Germination type  Epigeal (Chacko et al., 2002).
Germination percentage  31 to 91 (Sen Gupta, 1937; FRI, 1981; Chacko et al., 2002).
Germination period  15 to 87 days (FRI, 1981; Kumar and Bhanja, 1982; Chacko et al., 2002).
Nursery technique  Pre treated seeds are sown or broadcasted in germination trays containing vermiculite or on seedbeds to a depth of 0.6 to 1.2 cm and watered regularly. Seedlings are pricked out into a polythene bag of size 20 x 10 cm filled with soil and kept under partial shade till they attain plantable size (30 cm and above) (Chacko et al., 2002). Sand: soil: organic manure in the ratio 1:1:1 is used. Transplanting of seedlings is done about 6 weeks after sowing. Urea is applied at 1.0 g/litre ten days after transplanting to the seedlings 4 times at weekly intervals (Bisla et al., 1984).
Method of propagation  Vegetatively by softwood grafting, by seed, root suckers. Budding (Singhrot and Kajal, 1986).
Vegetative propagation 
Pests  Beetles and larvae of several insects bore into dead wood or in green stems and twigs; some feed on foliage and defoliate; some larvae roll the leaves. Beetles of Cardiophorus spp. feed on flowers. Fruits are attacked by fruit fly Carpomyia vesuviana and beetle Adoretus pallens (Ram Parkash et al., 1998).
Diseases  Low (18 to 21.5%). 13 fungi are recorded. Alternaria sp., Curvularia sp., Colletotrichum sp. are the field fungi recorded on the seeds (Mohanan and Anil chandran, 2001; Chacko et al., 2002).
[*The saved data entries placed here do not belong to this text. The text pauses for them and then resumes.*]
use std::process::ExitCode;

fn main() -> ExitCode {
    match fx_dashboard::app::run() {
        Ok(()) => ExitCode::SUCCESS,
        Err(err) => {
            eprintln!("{err}");
            ExitCode::from(err.exit_code())
        }
    }
}
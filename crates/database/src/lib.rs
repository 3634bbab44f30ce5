//! # Roster Database Crate
//!
//! This crate is the persistence gateway for the student roster service. It
//! owns the PostgreSQL connection pool and encapsulates every SQL statement
//! the service issues, exposing a clean API to the handler layer.
//!
//! ## Architectural Principles
//!
//! - **Adapter:** All database-specific logic lives here, behind the
//!   [`StudentStore`] trait. The web server never sees SQL or `sqlx` types.
//! - **Injected, not ambient:** The pool is built once at startup and handed
//!   to the handler layer explicitly, so tests can substitute an in-memory
//!   store for the real repository.
//! - **Asynchronous & Pooled:** All operations are asynchronous and go
//!   through a shared `PgPool`.
//!
//! ## Public API
//!
//! - `connect`: The async function to establish the database connection pool.
//! - `StudentStore`: The storage contract the handler layer depends on.
//! - `StudentRepository`: The PostgreSQL-backed implementation.
//! - `DbError`: The specific error types that can be returned from this crate.

// Declare the modules that constitute this crate.
pub mod connection;
pub mod error;
pub mod repository;

// Re-export the key components to create a clean, public-facing API.
pub use connection::connect;
pub use error::DbError;
pub use repository::{Student, StudentRepository, StudentStore};
use axum::{routing::get, Router};
use configuration::Settings;
use database::{StudentRepository, StudentStore};
use std::net::SocketAddr;
use std::sync::Arc;
use tower_http::{
    cors::{AllowHeaders, AllowOrigin, Any, CorsLayer, ExposeHeaders},
    trace::TraceLayer,
};

pub mod error;
pub mod handlers;

/// The shared application state that all handlers can access.
///
/// The store is injected at startup rather than held as ambient global
/// state, so tests can wire the router to a substitute backend.
#[derive(Clone)]
pub struct AppState {
    pub store: Arc<dyn StudentStore>,
}

/// Builds the application router with the five student routes.
pub fn router(state: Arc<AppState>) -> Router {
    Router::new()
        .route(
            "/students",
            get(handlers::list_students).post(handlers::create_student),
        )
        .route(
            "/students/:id",
            get(handlers::get_student)
                .put(handlers::update_student)
                .delete(handlers::delete_student),
        )
        .with_state(state)
}

/// The main function to configure and run the web server.
///
/// Connects to the database first; a connection failure propagates out and
/// terminates the process. On success the repository is wired into the
/// router and the server runs until the process exits.
pub async fn run_server(settings: Settings) -> anyhow::Result<()> {
    let db_pool = database::connect(&settings).await?;
    let store = StudentRepository::new(db_pool);

    let app_state = Arc::new(AppState {
        store: Arc::new(store),
    });

    let cors = CorsLayer::new()
        .allow_origin(AllowOrigin::any())
        .allow_methods(Any)
        .allow_headers(AllowHeaders::any())
        .expose_headers(ExposeHeaders::any());

    let app = router(app_state)
        .layer(cors)
        // This middleware logs information about every incoming request.
        .layer(TraceLayer::new_for_http());

    let addr = SocketAddr::from(([0, 0, 0, 0], settings.listen_port()?));
    tracing::info!("Web server listening on http://{}", addr);

    let listener = tokio::net::TcpListener::bind(addr).await?;
    axum::serve(listener, app).await?;

    Ok(())
}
Medicinal properties  The bark is astringent, constipating and tonic, and is useful in diarrhoea, dysentery, gingivitis and boils. Fruits contain Vitamin A and C, sugar, protein and minerals.
Uses  In the Ayurvedic formulary of India for badaram and koli, root-bark, stem-bark, fruits and seeds of Ziziphus mauritiana Lam. are recommended for use in different formulations. Bark contains 12% tannin. Wood affords high quality charcoal and fuel (Bose et al., 1998). Fruit is eaten fresh or dried. Leaves and twigs are used as fodder. Leaves are also used to feed tassar silk worm. The tree is an important lac insect host. Branches are used for thorny hedge (Ram Parkash et al., 1998).
Wood properties  Wood is hard, pale yellowish or reddish brown without any distinct heartwood. It is a moderately hard and moderately heavy wood with medium coarse texture and interlocked grain. Air dry weight is about 700 kg/m3. Annual rings distinct. Pores small or moderate sized, scanty, often oval and subdivided. Medullary rays fine, very numerous, uniform and equidistant; the distance between two rays much less than the transverse diameter of the pores. Pores frequently joined by short fine concentric lines (Gamble, 1922).